As Quinn wrote, “The bulk of your time building serverless applications will not be spent writing the application logic or focusing on the parts of your code that are in fact the differentiated thing that you’re being paid to work on. It just flat out won’t.” Oh, really? Yes, really. “Instead you’ll spend most of your time figuring out how to mate these functions with other services from that cloud provider. What format is it expecting? Do you have the endpoints correct? Is the security scoping accurate?” This, in turn, becomes worse when something goes awry (and it will–this is, after all, enterprise software): “Time to embark on a microservices distributed systems murder mystery where the victim is another tiny piece of your soul, because getting coherent logs out of a CloudFront –> API Gateway –> Lambda configuration is CRAP.”

In short, while developers save some time, they also can expect to expend a fair amount of energy on trying to figure out how to deepen their dependence on a particular cloud’s services. Worse, as Quinn continued, there are relatively few people who understand serverless, so even if you figure out how to make serverless hum, your company could be one bus crash away from not being able to upgrade the application you built (Quinn: “It turns out that while it’s super easy to find folks who know [products like] WordPress, you’re in trouble if both of the freelance developers who understand serverless are out sick that day—not to mention that they cost roughly as much as an anesthesiologist”).
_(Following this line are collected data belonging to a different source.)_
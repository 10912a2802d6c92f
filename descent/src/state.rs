//! The mutable parse state.
//!
//! A [`State`] is a cursor over an immutable byte source, together with the
//! packrat memo table and the set of in-progress rules. One state is owned by
//! one interpretation at a time; the engine is the only mutator. Leaf parsers
//! receive a shared reference and report how far to advance.

use std::fmt;

use rustc_hash::FxHashSet;

use crate::grammar::RuleId;
use crate::memo::Memo;

/// A place in the source, 1-origin.
#[derive(Debug, Clone, Copy, PartialEq, Eq, PartialOrd, Ord, Hash)]
pub struct Location {
    pub line: u32,
    pub column: u32,
}

impl fmt::Display for Location {
    fn fmt(&self, f: &mut fmt::Formatter<'_>) -> fmt::Result {
        write!(f, "{}:{}", self.line, self.column)
    }
}

/// The state of a single parse: source, cursor, memo table and the set of
/// `(position, rule)` pairs currently on the stack.
pub struct State<'s> {
    src: &'s [u8],
    pos: usize,
    pub(crate) memo: Memo,
    active: FxHashSet<(usize, RuleId)>,
}

impl<'s> State<'s> {
    pub(crate) fn new(src: &'s [u8]) -> Self {
        Self {
            src,
            pos: 0,
            memo: Memo::default(),
            active: FxHashSet::default(),
        }
    }

    /// The full source.
    pub fn src(&self) -> &'s [u8] {
        self.src
    }

    /// The next unconsumed offset.
    pub fn pos(&self) -> usize {
        self.pos
    }

    /// The unconsumed tail of the source. Zero-copy.
    pub fn rest(&self) -> &'s [u8] {
        &self.src[self.pos..]
    }

    /// The current location, derived by scanning the consumed prefix.
    ///
    /// `\n` starts a new line. `\r` resets the column without starting a new
    /// line. `\t` advances the column to the next multiple of four. Lines and
    /// columns are 1-origin.
    pub fn location(&self) -> Location {
        let mut line = 0u32;
        let mut column = 0u32;
        for &byte in &self.src[..self.pos] {
            match byte {
                b'\r' => column = 0,
                b'\n' => {
                    line += 1;
                    column = 0;
                }
                b'\t' => column = (column / 4 + 1) * 4,
                _ => column += 1,
            }
        }
        Location {
            line: line + 1,
            column: column + 1,
        }
    }

    /// Save the cursor for backtracking.
    pub(crate) fn snapshot(&self) -> usize {
        self.pos
    }

    /// Reinstate a saved cursor. Also used to replay a memoized advance.
    pub(crate) fn restore(&mut self, snapshot: usize) {
        debug_assert!(snapshot <= self.src.len());
        self.pos = snapshot;
    }

    /// Advance the cursor by `n` consumed bytes.
    pub(crate) fn advance(&mut self, n: usize) {
        debug_assert!(self.pos + n <= self.src.len());
        self.pos += n;
    }

    /// Mark `rule` as in progress at the current position. Returns `false`
    /// if it already is, which means the grammar is left-recursive here.
    pub(crate) fn begin(&mut self, rule: RuleId) -> bool {
        self.active.insert((self.pos, rule))
    }

    /// Clear the in-progress mark made by [`begin`](State::begin).
    pub(crate) fn finish(&mut self, pos: usize, rule: RuleId) {
        self.active.remove(&(pos, rule));
    }
}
Sad face emojis all around.

SEE: Multicloud: A cheat sheet (free PDF) (TechRepublic)

How containers help

Or not. Serverless Inc.’s Jeremy Daly rebutted Quinn’s arguments, but the tl;dr is “The pain was necessary as an intermediate step. Now it’s time to party.” He may be right, but I like how Lacework’s distinguished cloud strategist Mark Nunnikhoven translated the tension between Quinn’s and Daly’s arguments: In the absence of clear, easy ways to get the most from cloud (using serverless, for example), developers have reverted to the world they knew pre-cloud, but made easier through containers.

This is why containers have skyrocketed in popularity. Especially compared to serverless designs over the past three years. I see a lot of container-based solutions that would be better as serverless designs. Better in that they would be more efficient, less costly, and scale easier. Why do these container-based solutions keep popping up? Containers hit the sweet spot. They are familiar enough but push the envelope in interesting ways. They allow builders to be more productive using modern development methods. At the same time, they don’t require a new mental model.

In other words, both Quinn and Daly can be right (and wrong), but in the meantime…containers (and Kubernetes) are filling the gap. As Nunnikhoven wrote, “The majority of the IT community is pushing towards a container driven landscape….Over time that will become too complex and burdensome. Then the mental model of serverless will become the dominant model.” So sit tight: Serverless will have its day–ironically, containers will help that to happen.

Disclosure: I work for MongoDB, but the views expressed herein are mine.